The objects and furniture she creates are always the result of a reflection on space. “As architecture is just a starting point, I love to move freely around this endless source of inspiration; the materiality, the building structures, the volumes, the gestures that I see in this field in several eras, modern and ancient”, she explains. “By deconstructing, re-scaling, creating new connections, making endless variations within a topic, it becomes something new, a design piece that still carries the original source”.

The places where she lives are therefore an important starting point for understanding her work. The decision to open the house where she lives with her partner Jo Groven, a landscape architect, to the public on Fridays by appointment is also in this vein. It was built in 1967 by the architect Jozef Lietaert, and the designer immediately felt that it was similar to her work: in the use of materials, in the rounded volumes, in the richness of detail.

A space still in progress that is divided into two areas, work and private life.
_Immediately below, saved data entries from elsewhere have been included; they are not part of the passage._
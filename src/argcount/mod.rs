//! Arg-counter
//!
//! One instance per positional arg, deciding whether the next token
//! belongs to it — a closed enum of outcomes plus concrete structs
//! implementing a shared trait, the small per-kind strategy-object shape.

use std::fmt;

use crate::error::ValidationError;

/// Result of offering one token to a counter.
#[derive(Debug, Clone, PartialEq, Eq)]
pub enum TakeOutcome {
    /// The token was consumed by this counter.
    Accepted,
    /// This counter is full; the token must be offered to the next one.
    EndOfArguments,
    /// Intersperse-mode sentinel: the token is flag-shaped and must be
    /// deferred to the flag lane without ending this counter.
    CannotUseFlag,
}

pub trait ArgCounter: fmt::Debug + Send + Sync {
    fn take(&mut self, token: &str, is_flag_shaped: bool) -> TakeOutcome;

    /// Finalization: errors when a `Discrete` counter is short.
    fn done(&self, name: &str) -> Result<(), ValidationError>;

    /// How many tokens this counter has accepted so far.
    fn taken(&self) -> usize;
}

/// Exactly `n` tokens.
#[derive(Debug, Clone)]
pub struct Discrete {
    pub n: usize,
    taken: usize,
}

impl Discrete {
    pub fn new(n: usize) -> Self {
        Self { n, taken: 0 }
    }
}

impl ArgCounter for Discrete {
    fn take(&mut self, _token: &str, _is_flag_shaped: bool) -> TakeOutcome {
        if self.taken >= self.n {
            return TakeOutcome::EndOfArguments;
        }
        self.taken += 1;
        TakeOutcome::Accepted
    }

    fn done(&self, name: &str) -> Result<(), ValidationError> {
        if self.taken < self.n {
            Err(ValidationError::ArgCounterShortfall {
                name: name.to_string(),
                expected: self.n - self.taken,
            })
        } else {
            Ok(())
        }
    }

    fn taken(&self) -> usize {
        self.taken
    }
}

/// At most one token; optional unless flagged `require_seen`.
#[derive(Debug, Clone, Default)]
pub struct DefaultCounter {
    taken: usize,
    pub require_seen: bool,
}

impl ArgCounter for DefaultCounter {
    fn take(&mut self, _token: &str, _is_flag_shaped: bool) -> TakeOutcome {
        if self.taken >= 1 {
            return TakeOutcome::EndOfArguments;
        }
        self.taken += 1;
        TakeOutcome::Accepted
    }

    fn done(&self, name: &str) -> Result<(), ValidationError> {
        if self.require_seen && self.taken == 0 {
            Err(ValidationError::ArgCounterShortfall {
                name: name.to_string(),
                expected: 1,
            })
        } else {
            Ok(())
        }
    }

    fn taken(&self) -> usize {
        self.taken
    }
}

/// Unbounded; optionally stops before a flag-shaped token, or defers it to
/// the flag lane (intersperse) without terminating.
#[derive(Debug, Clone, Default)]
pub struct VarArgs {
    pub stop_on_flags: bool,
    pub intersperse: bool,
    taken: usize,
}

impl VarArgs {
    pub fn greedy() -> Self {
        Self {
            stop_on_flags: false,
            intersperse: false,
            taken: 0,
        }
    }

    pub fn stop_on_flag() -> Self {
        Self {
            stop_on_flags: true,
            intersperse: false,
            taken: 0,
        }
    }

    pub fn intersperse() -> Self {
        Self {
            stop_on_flags: false,
            intersperse: true,
            taken: 0,
        }
    }
}

impl ArgCounter for VarArgs {
    fn take(&mut self, _token: &str, is_flag_shaped: bool) -> TakeOutcome {
        if is_flag_shaped {
            if self.intersperse {
                return TakeOutcome::CannotUseFlag;
            }
            if self.stop_on_flags {
                return TakeOutcome::EndOfArguments;
            }
        }
        self.taken += 1;
        TakeOutcome::Accepted
    }

    fn done(&self, _name: &str) -> Result<(), ValidationError> {
        Ok(())
    }

    fn taken(&self) -> usize {
        self.taken
    }
}

/// Takes tokens while a predicate holds, up to `max` (0 = unbounded).
pub struct Matches {
    pub predicate: Box<dyn Fn(&str) -> bool + Send + Sync>,
    pub max: usize,
    taken: usize,
}

impl fmt::Debug for Matches {
    fn fmt(&self, f: &mut fmt::Formatter<'_>) -> fmt::Result {
        f.debug_struct("Matches")
            .field("max", &self.max)
            .field("taken", &self.taken)
            .finish()
    }
}

impl Matches {
    pub fn new(predicate: impl Fn(&str) -> bool + Send + Sync + 'static, max: usize) -> Self {
        Self {
            predicate: Box::new(predicate),
            max,
            taken: 0,
        }
    }
}

impl ArgCounter for Matches {
    fn take(&mut self, token: &str, _is_flag_shaped: bool) -> TakeOutcome {
        if self.max > 0 && self.taken >= self.max {
            return TakeOutcome::EndOfArguments;
        }
        if !(self.predicate)(token) {
            return TakeOutcome::EndOfArguments;
        }
        self.taken += 1;
        TakeOutcome::Accepted
    }

    fn done(&self, _name: &str) -> Result<(), ValidationError> {
        Ok(())
    }

    fn taken(&self) -> usize {
        self.taken
    }
}

/// Conventional-integer constructor: n>=1 => Discrete(n), 0 =>
/// Default, -1 => greedy, -2 => stop-on-flag, -3 => intersperse.
pub fn from_conventional_count(n: i64) -> Box<dyn ArgCounter> {
    match n {
        1.. => Box::new(Discrete::new(n as usize)),
        0 => Box::new(DefaultCounter::default()),
        -1 => Box::new(VarArgs::greedy()),
        -2 => Box::new(VarArgs::stop_on_flag()),
        -3 => Box::new(VarArgs::intersperse()),
        _ => Box::new(VarArgs::greedy()),
    }
}

#[cfg(test)]
mod tests {
    use super::*;

    #[test]
    fn discrete_ends_after_n_and_errors_when_short() {
        let mut c = Discrete::new(2);
        assert_eq!(c.take("a", false), TakeOutcome::Accepted);
        assert_eq!(c.take("b", false), TakeOutcome::Accepted);
        assert_eq!(c.take("c", false), TakeOutcome::EndOfArguments);
        assert!(c.done("x").is_ok());

        let mut short = Discrete::new(2);
        short.take("a", false);
        assert!(short.done("x").is_err());
    }

    #[test]
    fn default_counter_takes_one() {
        let mut c = DefaultCounter::default();
        assert_eq!(c.take("a", false), TakeOutcome::Accepted);
        assert_eq!(c.take("b", false), TakeOutcome::EndOfArguments);
    }

    #[test]
    fn greedy_takes_flag_shaped_tokens_verbatim() {
        let mut c = VarArgs::greedy();
        assert_eq!(c.take("-x", true), TakeOutcome::Accepted);
    }

    #[test]
    fn stop_on_flag_ends_before_flag() {
        let mut c = VarArgs::stop_on_flag();
        assert_eq!(c.take("a", false), TakeOutcome::Accepted);
        assert_eq!(c.take("-f", true), TakeOutcome::EndOfArguments);
    }

    #[test]
    fn intersperse_defers_flag_without_ending() {
        let mut c = VarArgs::intersperse();
        assert_eq!(c.take("argX", false), TakeOutcome::Accepted);
        assert_eq!(c.take("-f", true), TakeOutcome::CannotUseFlag);
        assert_eq!(c.take("argY", false), TakeOutcome::Accepted);
        assert_eq!(c.taken(), 2);
    }
}
//! Positional arg-binding state machine.
//!
//! Holds the ordered list of counters for one command's args and offers
//! tokens to the current one, advancing past exhausted counters until one
//! accepts the token, defers it to the flag lane (intersperse), or every
//! counter is spent.

use crate::argcount::TakeOutcome;
use crate::command::CommandNode;
use crate::error::Result;
use crate::value::SetOptions;

#[derive(Debug, Clone, Copy, PartialEq, Eq)]
pub enum PositionalOutcome {
    /// The token was bound to an arg's destination.
    Bound,
    /// Every counter for this command is spent; the caller should try
    /// subcommand dispatch or raise `UnexpectedPositional`.
    NoMoreCounters,
    /// Intersperse mode: the token must be handed to the flag lane without
    /// advancing past the current counter.
    DeferToFlagLane,
}

pub struct ArgBinding<'t> {
    node: &'t CommandNode,
    current: usize,
}

impl<'t> ArgBinding<'t> {
    pub fn new(node: &'t CommandNode) -> Self {
        Self { node, current: 0 }
    }

    pub fn offer(&mut self, token: &str, is_flag_shaped: bool) -> Result<PositionalOutcome> {
        loop {
            if self.current >= self.node.args.len() {
                return Ok(PositionalOutcome::NoMoreCounters);
            }
            let arg = &self.node.args[self.current];
            let outcome = arg.counter.borrow_mut().take(token, is_flag_shaped);
            match outcome {
                TakeOutcome::Accepted => {
                    let opts = SetOptions {
                        disable_splitting: arg.options.disable_splitting,
                        merge: arg.options.merge,
                    };
                    let text = match &arg.transform {
                        Some(f) => f(token.to_string()),
                        None => token.to_string(),
                    };
                    arg.value.borrow_mut().set(&text, opts)?;
                    arg.state.borrow_mut().record_occurrence(token.to_string());
                    return Ok(PositionalOutcome::Bound);
                }
                TakeOutcome::EndOfArguments => {
                    self.current += 1;
                    continue;
                }
                TakeOutcome::CannotUseFlag => return Ok(PositionalOutcome::DeferToFlagLane),
            }
        }
    }

    /// Finalizes every counter for this command, regardless of whether it
    /// was ever reached — an untouched `Discrete(n)` still reports its
    /// shortfall.
    pub fn finish(&self) -> Result<()> {
        for arg in &self.node.args {
            arg.counter.borrow().done(&arg.name)?;
        }
        Ok(())
    }
}

/// Right-to-left fill. Takes
/// the positional tokens already separated from flags by the caller's
/// left-to-right scan, and distributes them to counters in reverse: the
/// last arg is filled first, excess cascades leftward. Implemented by
/// reversing both the counter order and the token order and running the
/// ordinary left-to-right distribution — which produces the same bindings
/// as if positions were reversed, as required.
pub fn bind_right_to_left(node: &CommandNode, positional_tokens: &[String]) -> Result<()> {
    let n = node.args.len();
    let order: Vec<usize> = (0..n).rev().collect();
    let mut order_pos = 0usize;

    for token in positional_tokens.iter().rev() {
        loop {
            if order_pos >= order.len() {
                return Err(crate::error::UsageError::UnexpectedPositional {
                    token: token.clone(),
                }
                .into());
            }
            let idx = order[order_pos];
            let arg = &node.args[idx];
            let outcome = arg.counter.borrow_mut().take(token, false);
            match outcome {
                TakeOutcome::Accepted => {
                    let opts = SetOptions {
                        disable_splitting: arg.options.disable_splitting,
                        merge: arg.options.merge,
                    };
                    let text = match &arg.transform {
                        Some(f) => f(token.clone()),
                        None => token.clone(),
                    };
                    arg.value.borrow_mut().set(&text, opts)?;
                    arg.state.borrow_mut().record_occurrence(token.clone());
                    break;
                }
                TakeOutcome::EndOfArguments | TakeOutcome::CannotUseFlag => {
                    order_pos += 1;
                    continue;
                }
            }
        }
    }
    for arg in &node.args {
        arg.counter.borrow().done(&arg.name)?;
    }
    Ok(())
}

#[cfg(test)]
mod tests {
    use super::*;
    use crate::command::{ArgSlot, CommandTree};
    use crate::value::builtins::StringValue;
    use crate::value::Value;

    fn node_with_args(counts: &[i64]) -> (CommandTree, crate::command::NodeId) {
        let mut tree = CommandTree::new("app");
        let root = tree.root_id();
        for (i, n) in counts.iter().enumerate() {
            tree.add_arg(root, ArgSlot::new(format!("a{i}"), Box::new(StringValue::default()), *n))
                .unwrap();
        }
        (tree, root)
    }

    #[test]
    fn right_to_left_fills_last_arg_first() {
        let (tree, root) = node_with_args(&[0, 0, 1]);
        bind_right_to_left(tree.node(root), &["1".to_string()]).unwrap();
        let node = tree.node(root);
        assert_eq!(node.args[0].value.borrow().string(), "");
        assert_eq!(node.args[1].value.borrow().string(), "");
        assert_eq!(node.args[2].value.borrow().string(), "1");
    }

    #[test]
    fn left_to_right_binding_advances_past_exhausted_counters() {
        let (tree, root) = node_with_args(&[1, 1]);
        let node = tree.node(root);
        let mut binding = ArgBinding::new(node);
        assert_eq!(binding.offer("x", false).unwrap(), PositionalOutcome::Bound);
        assert_eq!(binding.offer("y", false).unwrap(), PositionalOutcome::Bound);
        assert_eq!(binding.offer("z", false).unwrap(), PositionalOutcome::NoMoreCounters);
        assert_eq!(node.args[0].value.borrow().string(), "x");
        assert_eq!(node.args[1].value.borrow().string(), "y");
    }
}
//! Options bitsets.
//!
//! Modeled as plain `bool` fields rather than packed bits: nothing in this
//! crate serializes the bitset across a wire, and a flags struct reads the
//! same way the teacher reads its `ExecutionLimits`/`BashOptions` structs —
//! a flat struct of named toggles, not a hand-rolled bitmask.

/// Command-level Options bitset.
#[derive(Debug, Clone, Copy, Default)]
pub struct CommandOptions {
    pub skip_flag_parsing: bool,
    pub disallow_flags_after_args: bool,
    pub right_to_left: bool,
    pub hidden: bool,
    pub visible: bool,
    pub disable_auto_visibility: bool,
    pub implicit_action: bool,
}

/// Flag-level Options bitset: mirrors the command-level policies that make
/// sense per-flag plus flag-specific ones.
#[derive(Debug, Clone, Copy, Default)]
pub struct FlagOptions {
    /// Auto-generate a negating mirror `--no-X`.
    pub no: bool,
    pub required: bool,
    pub non_persistent: bool,
    pub disable_splitting: bool,
    pub merge: bool,
    /// On success, exit 0 right after this flag's Action.
    pub exits: bool,
    pub hidden: bool,
    pub visible: bool,
    pub disable_auto_visibility: bool,
    /// ImpliedAction: runs Action even when not Seen.
    pub implied_action: bool,
    /// The value can be set at most once via the in-phase `SetValue`
    /// channel (spec invariant 5).
    pub implicit_value: bool,
}

/// Arg-level options (a narrower set than Flag's — no short/long form or
/// negation mirror, but the same visibility/required/implied knobs).
#[derive(Debug, Clone, Copy, Default)]
pub struct ArgOptions {
    pub required: bool,
    pub hidden: bool,
    pub visible: bool,
    pub disable_auto_visibility: bool,
    pub implied_action: bool,
    pub implicit_value: bool,
    pub disable_splitting: bool,
    pub merge: bool,
}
The main space serves as an exhibition space, where the work of Linde Freya takes centre stage. A wood casted concrete ceiling became a crucial element for this studio space, interacting with the brushed aluminium and massive oak that are two dominant materials in the sculptural furniture.

On view are central pieces, Dining Table & Mirror Screen from her latest solo show at Carwan Gallery, the newest lighting project for Cassina Wax, Stone, Light – Murano glass amorphous blocks that form a column; and then Fundaments Daybed, made for
her exhibition at Valerie Traan Gallery, and many of her self-initiated project like Horn Variations, Wood’s Reflection Chair, Windows of Bo Bardi.

In addition to this main studio space, the other rooms are being renovated to become an atelier for raw works, a lacquer room for delicate finishes, and a modelling room. All front areas in the house are used for her profession, the rear areas of the building
serve as private areas. Further renovations will focus on a larger and more spacious atelier – to serve the future plans for the studio. The recent accomplished phase explains a commitment, and embraces the state of the unfinished, in which creation and development are central.